Tobacco and related products: manufacture, presentation and sale

The Committee on the Environment, Public Health and Food Safety adopted the report by Linda McAVAN (S&D, UK) on the proposal for a directive of the European Parliament and of the Council on the approximation of the laws, regulations and administrative provisions of the Member States concerning the manufacture, presentation and sale of tobacco and related products.

The committee recommends that the European Parliament’s position at first reading following the ordinary legislative procedure should amend the Commission’s proposal as follows:

Aims of the Directive: according to Members, the Directive should also aim to prohibit cross-border distance sales of tobacco products.

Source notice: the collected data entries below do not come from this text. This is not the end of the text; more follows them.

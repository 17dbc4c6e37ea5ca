use rusqlite::Connection;

use crate::error::StorageError;

pub const SCHEMA_VERSION: i32 = 1;

/// Names of the fixed-schema tables under a given prefix.
#[derive(Debug, Clone, PartialEq, Eq)]
pub struct TableNames {
    pub forms: String,
    pub form_fields: String,
    pub form_submissions: String,
    pub ip_addresses: String,
    pub pages: String,
}

impl TableNames {
    pub fn new(prefix: &str) -> Self {
        Self {
            forms: format!("{prefix}forms"),
            form_fields: format!("{prefix}form_fields"),
            form_submissions: format!("{prefix}form_submissions"),
            ip_addresses: format!("{prefix}ip_addresses"),
            pages: format!("{prefix}pages"),
        }
    }
}

/// Creates the header and metadata tables. Per-form result tables are never created here.
pub fn init_schema(conn: &Connection, tables: &TableNames) -> Result<(), StorageError> {
    conn.execute_batch(
        "
        PRAGMA journal_mode = WAL;
        PRAGMA synchronous = NORMAL;
        PRAGMA foreign_keys = ON;
        PRAGMA busy_timeout = 5000;
    ",
    )?;
    conn.execute_batch(&schema_sql(tables))?;
    Ok(())
}

fn schema_sql(t: &TableNames) -> String {
    format!(
        "
CREATE TABLE IF NOT EXISTS schema_version (
    version INTEGER PRIMARY KEY,
    applied_at INTEGER NOT NULL
);
INSERT OR IGNORE INTO schema_version (version, applied_at) VALUES ({SCHEMA_VERSION}, unixepoch());

CREATE TABLE IF NOT EXISTS {forms} (
    id INTEGER PRIMARY KEY,
    name TEXT NOT NULL,
    alias TEXT NOT NULL UNIQUE,
    description TEXT
);

CREATE TABLE IF NOT EXISTS {fields} (
    id INTEGER PRIMARY KEY,
    form_id INTEGER NOT NULL REFERENCES {forms}(id),
    label TEXT NOT NULL,
    alias TEXT NOT NULL,
    type TEXT NOT NULL,
    field_order INTEGER NOT NULL DEFAULT 0,
    UNIQUE (form_id, alias)
);

CREATE TABLE IF NOT EXISTS {pages} (
    id INTEGER PRIMARY KEY,
    title TEXT NOT NULL,
    alias TEXT NOT NULL
);

CREATE TABLE IF NOT EXISTS {ips} (
    id INTEGER PRIMARY KEY,
    ip_address TEXT NOT NULL UNIQUE
);

CREATE TABLE IF NOT EXISTS {subs} (
    id INTEGER PRIMARY KEY,
    form_id INTEGER NOT NULL REFERENCES {forms}(id),
    page_id INTEGER REFERENCES {pages}(id),
    ip_id INTEGER REFERENCES {ips}(id),
    referer TEXT,
    date_submitted TEXT NOT NULL
);
CREATE INDEX IF NOT EXISTS idx_{subs}_form_date ON {subs} (form_id, date_submitted);
",
        forms = t.forms,
        fields = t.form_fields,
        pages = t.pages,
        ips = t.ip_addresses,
        subs = t.form_submissions,
    )
}

#[cfg(test)]
mod tests {
    use super::*;

    #[test]
    fn prefixed_names() {
        let t = TableNames::new("mt_");
        assert_eq!(t.form_submissions, "mt_form_submissions");
        assert_eq!(t.forms, "mt_forms");
    }

    #[test]
    fn init_is_idempotent() {
        let conn = Connection::open_in_memory().unwrap();
        let t = TableNames::new("");
        init_schema(&conn, &t).unwrap();
        init_schema(&conn, &t).unwrap();
        let version: i32 = conn
            .query_row("SELECT MAX(version) FROM schema_version", [], |row| row.get(0))
            .unwrap();
        assert_eq!(version, SCHEMA_VERSION);
    }
}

The overall objective is to meet obligations under the WHO Framework Convention for Tobacco Control (FTCT) and in order to facilitate the functioning of the internal market in tobacco and related products, taking as a base a high level of health protection, especially for young people.

Maximum tar, nicotine, carbon monoxide and other yields: Members call for the accuracy of the indications for the other emissions of other combustible tobacco products to be verified in accordance with ISO standard 8243.

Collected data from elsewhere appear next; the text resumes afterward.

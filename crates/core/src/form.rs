use serde::{Deserialize, Serialize};

use crate::ids::{FieldId, FormId};

#[derive(Debug, Clone, PartialEq, Eq, Serialize, Deserialize)]
pub struct Form {
    pub id: FormId,
    pub name: String,
    /// Identifier-safe slug; part of the dynamic table name.
    pub alias: String,
    pub description: Option<String>,
}

#[derive(Debug, Clone, PartialEq, Eq, Serialize, Deserialize)]
pub struct FieldDefinition {
    pub id: FieldId,
    pub label: String,
    /// Storage key, unique within the form; doubles as the dynamic column name.
    pub alias: String,
    #[serde(rename = "type")]
    pub field_type: String,
}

Tests verifying the validity of the result supplied by the tobacco companies shall be done on a regular basis by independent testing laboratories monitored by the competent authorities of the Member States.

The Commission shall be empowered to adopt delegated acts to reduce the maximum yields, where necessary, in order to take into account scientific development and internationally agreed standards. In addition, the Commission shall ask the International Organization for Standardization (ISO) to develop a standard to measure Polonium 210 in tobacco.

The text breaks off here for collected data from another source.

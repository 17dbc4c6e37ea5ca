use chrono::NaiveDateTime;
use serde::{Deserialize, Serialize};

use crate::error::CoreError;
use crate::ids::{FormId, IpAddressId, PageId};

/// Granularity of a lookback window. Serialized with the short unit codes.
#[derive(Debug, Clone, Copy, PartialEq, Eq, Hash, Serialize, Deserialize)]
pub enum TimeUnit {
    #[serde(rename = "H")]
    Hour,
    #[serde(rename = "D")]
    Day,
    #[serde(rename = "W")]
    Week,
    #[serde(rename = "M")]
    Month,
    #[serde(rename = "Y")]
    Year,
}

impl TimeUnit {
    pub fn parse(code: &str) -> Result<Self, CoreError> {
        match code {
            "H" | "hour" => Ok(Self::Hour),
            "D" | "day" => Ok(Self::Day),
            "W" | "week" => Ok(Self::Week),
            "M" | "month" => Ok(Self::Month),
            "Y" | "year" => Ok(Self::Year),
            _ => Err(CoreError::InvalidData(format!("unknown time unit: {code}"))),
        }
    }

    pub fn label_format(&self) -> &'static str {
        match self {
            Self::Hour => "%H:00",
            Self::Day => "%b %-d, %y",
            Self::Week => "Week %V",
            Self::Month => "%b %Y",
            Self::Year => "%Y",
        }
    }
}

#[derive(Debug, Clone, PartialEq, Eq, Serialize, Deserialize)]
#[serde(rename_all = "camelCase")]
pub struct LookbackRequest {
    pub form_id: FormId,
    pub lookback_amount: u32,
    pub lookback_unit: TimeUnit,
}

/// Zero-filled series, oldest slot first.
#[derive(Debug, Clone, PartialEq, Eq, Serialize, Deserialize)]
pub struct TimeSeries {
    pub labels: Vec<String>,
    pub values: Vec<u64>,
}

#[derive(Debug, Clone, PartialEq, Eq, Serialize, Deserialize)]
#[serde(rename_all = "camelCase")]
pub struct RankRequest {
    pub limit: u32,
    #[serde(default)]
    pub offset: u32,
    /// Column counted per form, e.g. `fs.id` or `fs.ip_id`.
    pub group_column: String,
    #[serde(default)]
    pub count_alias: Option<String>,
}

impl RankRequest {
    pub fn new(limit: u32) -> Self {
        Self {
            limit,
            offset: 0,
            group_column: "fs.id".to_string(),
            count_alias: None,
        }
    }
}

#[derive(Debug, Clone, PartialEq, Eq, Serialize, Deserialize)]
pub struct RankedForm {
    pub title: String,
    pub id: FormId,
    pub count: u64,
}

impl RankedForm {
    /// `{title, id, <alias>: count}`.
    pub fn to_json(&self, count_alias: &str) -> serde_json::Value {
        let mut map = serde_json::Map::new();
        map.insert("title".into(), self.title.clone().into());
        map.insert("id".into(), self.id.get().into());
        map.insert(count_alias.to_string(), self.count.into());
        serde_json::Value::Object(map)
    }
}

/// Filters for the raw submission listing that feeds reporting.
#[derive(Debug, Clone, Default, PartialEq, Eq)]
pub struct SubmissionQueryOptions {
    pub form_id: Option<FormId>,
    pub from_date: Option<NaiveDateTime>,
    pub ip_ids: Vec<IpAddressId>,
    pub search: Option<String>,
}

#[derive(Debug, Clone, PartialEq, Eq, Serialize, Deserialize)]
#[serde(rename_all = "camelCase")]
pub struct SubmissionPoint {
    pub form_id: FormId,
    pub page_id: Option<PageId>,
    pub date_submitted: NaiveDateTime,
}

#[cfg(test)]
mod tests {
    use super::*;

    #[test]
    fn unit_codes() {
        assert_eq!(TimeUnit::parse("D").unwrap(), TimeUnit::Day);
        assert_eq!(TimeUnit::parse("month").unwrap(), TimeUnit::Month);
        assert!(TimeUnit::parse("fortnight").is_err());
        let req: LookbackRequest =
            serde_json::from_str(r#"{"formId":1,"lookbackAmount":7,"lookbackUnit":"D"}"#).unwrap();
        assert_eq!(req.lookback_unit, TimeUnit::Day);
    }

    #[test]
    fn ranked_form_uses_alias_key() {
        let row = RankedForm { title: "Contact".into(), id: FormId::new(2), count: 10 };
        let json = row.to_json("submissions");
        assert_eq!(json["submissions"], 10);
        assert_eq!(json["title"], "Contact");
    }
}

Ingredients: Members consider that an assessment should be carried out on the safety of additives for use in tobacco products. Additives should only be allowed in tobacco products if they are included in a Union list of authorised additives. Tobacco products containing additives not included in the Union list or used in a manner that does not comply with this Directive should not be placed on the Union market.

Additives associated with energy and vitality (e.g. caffeine and taurine), or creating the impression that products have health benefits (e.g. vitamins) are prohibited.

Additives which are essential for the manufacture of tobacco products may be approved (such as sugar).

In order to obtain the approval of an additive, manufacturers and importers shall make an application to the Commission.

Labelling and packaging: Members propose that Member States shall ensure that the health warnings on the fields of vision on all sides of the unit packet and any outside packaging are fully visible.

The labelling of a unit packet and any outside packaging and the tobacco product itself and / or its brand name shall not include any element or feature that suggests that a particular tobacco product is less harmful than others or has vitalising, energetic, healing, rejuvenating, natural, organic or otherwise positive health or lifestyle effects.

Labels shall not include any information about nicotine, tar or carbon monoxide content.

Considering the Directive's focus on young people, tobacco products other than cigarettes, roll-your-own tobacco and water-pipe tobacco which are mainly consumed by older consumers, should be granted an exemption from certain ingredients requirements.

Traceability and safety: an amendment states that Member States shall ensure that all unit packets and any outside transport packaging of tobacco products shall be marked with a unique identifier. The unique identifier shall determine the intended and actual shipment route from the place of manufacturing to the first retail outlet, including all warehouses used, the shipment date, shipment destination, consignee and point of departure.

Age limit: Member States should be encouraged, if they have not already done so, to formulate their national laws on the protection of young people in such a way that tobacco products may not be sold to, or consumed by, young people under the age of 18. They should also ensure that such prohibitions are respected.

Member States shall report every two years to the Commission, in particular with regard to age limits set in national legislation, as well as their plans to increase the age limit to achieve the goal of a "smoke-free generation".

Electronic cigarettes: the report stresses that Members States have taken different different regulatory approaches to address health and safety concerns associated with these products. There is a need for harmonised rules, and all nicotine-containing products should be regulated through a medicines regime which recognises the well-established use of nicotine. Given the potential of such products to aid with smoking cessation, Member States should ensure that they can be made available outside pharmacies.